「人間は何歳まで生きることができるのか」という好奇心を満たす結論は得られていないとしても、1997年に122歳で亡くなったフランス人女性のジャンヌ・カルマンさんの長生き世界記録はしばしばベンチマークにされる。サーチュインと呼ばれる長寿遺伝子を活性化するために摂取カロリーを減らす、DNAを傷つけないために紫外線や喫煙を避ける、抗酸化成分をたくさんとる、適度な運動やストレス発散。自分の寿命の予測はできないとしても、努力で老化を防ぐための研究は活発である。不老不死という究極を模索する科学者もいる。
「何歳まで生きたい?」という質問を交わし合った経験は、きっとほとんどの人にあるだろう。

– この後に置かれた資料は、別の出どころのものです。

//! The student profile and the invariants the expanders enforce on it.

use crate::domain::catalog::{AwardRank, CcqtType, ConductLabel, PerformanceLabel, Subject};
use crate::error::{EngineError, Result};
use serde::{Deserialize, Serialize};
use std::collections::HashMap;

#[derive(Debug, Clone, PartialEq, Eq)]
pub enum ExamType {
    Ccnn,
    Ccqt,
    Dgnl,
    Vnuhcm,
}

#[derive(Debug, Clone)]
pub struct Award {
    pub category: Subject,
    pub rank: AwardRank,
}

#[derive(Debug, Clone)]
pub struct Certification {
    pub exam_type: ExamType,
    pub level: String,
    /// Present only for certificates with a CEFR-equivalent scale.
    pub cefr_level: Option<String>,
    /// CCQT sub-type (ACT/IB/SAT/...); set only when `exam_type == Ccqt`.
    pub ccqt_type: Option<CcqtType>,
    /// JLPT level string, set only when this is a JLPT-handled CCNN cert.
    pub jlpt_level: Option<String>,
}

/// One semester or full-year transcript row for a single grade.
#[derive(Debug, Clone)]
pub struct TranscriptRecord {
    pub grade: u8,
    pub semester: Option<u8>,
    pub scores: HashMap<Subject, f64>,
}

#[derive(Debug, Clone)]
pub struct ActiveFile {
    pub file_name: String,
    pub description: String,
    pub tags: Vec<String>,
    pub original_file_name: String,
    pub has_ocr_result: bool,
    pub ocr_scores: HashMap<Subject, f64>,
}

/// Per-grade academic performance & conduct, required by several pipelines.
#[derive(Debug, Clone, Default)]
pub struct GradeStanding {
    pub performance: HashMap<u8, PerformanceLabel>,
    pub conduct: HashMap<u8, ConductLabel>,
}

#[derive(Debug, Clone)]
pub struct AptitudeScore {
    pub exam_type: ExamType,
    /// Keyed component name (e.g. for VNUHCM's three-component DGNL).
    pub components: HashMap<String, f64>,
}

/// Read-only student profile as retrieved from the repository.
#[derive(Debug, Clone)]
pub struct StudentProfile {
    pub id: String,
    pub user_id: Option<String>,
    pub awards: Vec<Award>,
    pub certifications: Vec<Certification>,
    /// National-exam subject -> score. Must be empty or exactly 4 entries.
    pub national_exam: HashMap<Subject, f64>,
    /// Exactly 3 entries when present, subjects from the national set.
    pub vsat: HashMap<Subject, f64>,
    pub talent: HashMap<Subject, f64>,
    pub aptitude: Vec<AptitudeScore>,
    pub transcripts: Vec<TranscriptRecord>,
    pub standing: GradeStanding,
    pub province: String,
    pub min_budget: f64,
    pub max_budget: f64,
    pub public_only: Option<bool>,
    pub candidate_majors: Vec<String>,
    pub ethnic_minority_southern: bool,
    pub very_few_ethnic_minority: bool,
    pub heroes_and_contributors: bool,
}

impl StudentProfile {
    /// Enforces spec-level structural invariants, failing with
    /// `InvalidInput` per §3. Called once per pipeline invocation before
    /// expansion.
    pub fn validate(&self) -> Result<()> {
        if !self.national_exam.is_empty() && self.national_exam.len() != 4 {
            return Err(EngineError::invalid_input(
                "national exam data must contain exactly 4 subjects when present",
            ));
        }
        if !self.vsat.is_empty() && self.vsat.len() != 3 {
            return Err(EngineError::invalid_input(
                "VSAT data must contain exactly 3 entries when present",
            ));
        }
        if self.min_budget < 0.0 || self.min_budget > self.max_budget {
            return Err(EngineError::invalid_input(
                "budget range must satisfy 0 <= minBudget <= maxBudget",
            ));
        }
        self.validate_transcript_coherence()?;
        Ok(())
    }

    /// Either exactly 3 full-year records (no semester) or exactly 6
    /// semester records (two per grade, three grades). Mixing is rejected.
    fn validate_transcript_coherence(&self) -> Result<()> {
        if self.transcripts.is_empty() {
            return Ok(());
        }
        let full_year = self.transcripts.iter().filter(|t| t.semester.is_none()).count();
        let semester = self.transcripts.iter().filter(|t| t.semester.is_some()).count();
        let coherent = (full_year == 3 && semester == 0) || (full_year == 0 && semester == 6);
        if !coherent {
            return Err(EngineError::invalid_input(
                "transcript data must be exactly 3 full-year or 6 semester records, not mixed",
            ));
        }
        Ok(())
    }

    /// True if the transcript set forms a coherent record per
    /// `validate_transcript_coherence`, without raising an error — used by
    /// the L3 expander's transcript-priority fallback, which treats
    /// incoherence as "this source is unavailable" rather than terminal.
    pub fn has_coherent_transcripts(&self) -> bool {
        self.validate_transcript_coherence().is_ok() && !self.transcripts.is_empty()
    }

    pub fn public_flag(&self) -> Option<u8> {
        self.public_only.map(|p| if p { 1 } else { 0 })
    }
}

/// Pipeline-facing student identity, mirrors `(studentId, userId|null)`.
#[derive(Debug, Clone, Serialize, Deserialize)]
pub struct StudentIdentity {
    pub student_id: String,
    pub user_id: Option<String>,
}

#[cfg(test)]
mod tests {
    use super::*;

    fn base_profile() -> StudentProfile {
        StudentProfile {
            id: "s1".into(),
            user_id: None,
            awards: vec![],
            certifications: vec![],
            national_exam: HashMap::new(),
            vsat: HashMap::new(),
            talent: HashMap::new(),
            aptitude: vec![],
            transcripts: vec![],
            standing: GradeStanding::default(),
            province: "HCM".into(),
            min_budget: 0.0,
            max_budget: 100.0,
            public_only: None,
            candidate_majors: vec![],
            ethnic_minority_southern: false,
            very_few_ethnic_minority: false,
            heroes_and_contributors: false,
        }
    }

    #[test]
    fn empty_profile_is_valid() {
        assert!(base_profile().validate().is_ok());
    }

    #[test]
    fn rejects_wrong_national_exam_count() {
        let mut p = base_profile();
        p.national_exam.insert(Subject::Toan, 8.0);
        assert!(p.validate().is_err());
    }

    #[test]
    fn rejects_inverted_budget() {
        let mut p = base_profile();
        p.min_budget = 50.0;
        p.max_budget = 10.0;
        assert!(p.validate().is_err());
    }

    #[test]
    fn rejects_mixed_transcript_modes() {
        let mut p = base_profile();
        p.transcripts.push(TranscriptRecord { grade: 10, semester: None, scores: HashMap::new() });
        p.transcripts.push(TranscriptRecord { grade: 11, semester: Some(1), scores: HashMap::new() });
        p.transcripts.push(TranscriptRecord { grade: 11, semester: Some(2), scores: HashMap::new() });
        p.transcripts.push(TranscriptRecord { grade: 12, semester: None, scores: HashMap::new() });
        assert!(p.validate().is_err());
    }

    #[test]
    fn accepts_six_semester_transcripts() {
        let mut p = base_profile();
        for grade in [10u8, 11, 12] {
            for sem in [1u8, 2] {
                p.transcripts.push(TranscriptRecord { grade, semester: Some(sem), scores: HashMap::new() });
            }
        }
        assert!(p.validate().is_ok());
    }
}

「100歳まで生きてみたい」「平均寿命が目標」「健康だったら何歳まででも」「太く短くがいい」。寿命に関しては、個人の価値観によるところが大きく、「不老不死なんて地獄だ」という考え方だってある。
本人の希望はともかく、先進国の長寿化は進み、その中でも日本はトップレベルの速さ。平均寿命は最高を更新し続ける一方、年金の先行き不安や高齢になって生活費を稼ぐ仕事の確保が困難になることを危ぶみ、“長生きリスク”という皮肉な見方もされる。
自分が慣れ親しんだもの以外、とりわけ新しい現象にはついていけない。「自分はおじさんだから」と自嘲まじりにお茶を濁してしまう。
テクノロジーが表裏をひっくり返すほど日常を劇的に変えるサイクルに入っているところに、長寿傾向が輪をかける。テクノロジーがもたらす進化のスピードに振り落とされそうになり、脳が長寿についていけない。そこで脳を成長させるマラソンをリタイアしてしまうと、社会の進化と寿命に脳が著しく置き去りにされる。
幸いなことに、脳は長期的に鍛えられることを示す研究は盛んだ。年齢とともに脳を構成する神経細胞は減り続けると考えられていたが、大人になってからも神経新生という新たな神経細胞が生まれ、人間の行動によってコントロールが可能だということもわかってきた。生まれた神経細胞は使ってあげないとすぐに死んでしまうので、使っているかいないかで大きな差が生じる。また、頭脳の司令塔である前頭葉の“体力”が落ちると「面倒くさい」「楽をしたい」と感じるようになる。一度坂を転がり始めると、また上るのは大変だ。前頭葉を鍛え続け、未来に向けて意欲的に創造、思考する力を磨くことを止めない。
前頭葉は、新しいことに出合い、初めてのことに挑戦する時に刺激を受けるので、実はテクノロジーがもたらす絶え間ない変化は好機なのだ。気後れしたり、自分の可能性に蓋をしている場合ではない。生き様が反映されるのが脳だから、意識して鍛え、脳の極限を超えていこう。